*Task prompt*.
Up to and including the line with "has been purged).", restate the material below word for word, beginning with its first line.

━━━━━━━━━━

//! The local storage interface the quorum layer writes through.

use crate::engine::StorageError;
use crate::record::Record;
use ringkv_common::Timestamp;

/// A node-local store of timestamped versions.
///
/// Implementations keep at most one visible version per key: a write older
/// than the version already stored is acknowledged but has no effect, so
/// replays and late replica writes cannot roll a key back.
///
/// All methods block. Async callers go through `spawn_blocking`.
pub trait Storage: Send + Sync + 'static {
    /// The stored version for `key`: a value, a tombstone, or `None` when
    /// the key has never been written (or its tombstone has been purged).
    fn get(&self, key: &[u8]) -> Result<Option<Record>, StorageError>;

    fn put(&self, key: &[u8], value: &[u8], timestamp: Timestamp) -> Result<(), StorageError>;

    fn delete(&self, key: &[u8], timestamp: Timestamp) -> Result<(), StorageError>;

    /// Flush buffered state and reject further operations with
    /// [`StorageError::Closed`]. Closing twice is a no-op.
    fn close(&self) -> Result<(), StorageError>;

    /// Store a record as-is, dispatching on whether it is a tombstone.
    fn apply(&self, record: &Record) -> Result<(), StorageError> {
        match &record.value {
            Some(value) => self.put(&record.key, value, record.timestamp),
            None => self.delete(&record.key, record.timestamp),
        }
    }
}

━━━━━━━━━━

*Answer space*.
//! The local storage interface the quorum layer writes through.

use crate::engine::StorageError;
use crate::record::Record;
use ringkv_common::Timestamp;

/// A node-local store of timestamped versions.
///
/// Implementations keep at most one visible version per key: a write older
/// than the version already stored is acknowledged but has no effect, so
/// replays and late replica writes cannot roll a key back.
///
/// All methods block. Async callers go through `spawn_blocking`.
pub trait Storage: Send + Sync + 'static {
    /// The stored version for `key`: a value, a tombstone, or `None` when
    /// the key has never been written (or its tombstone has been purged).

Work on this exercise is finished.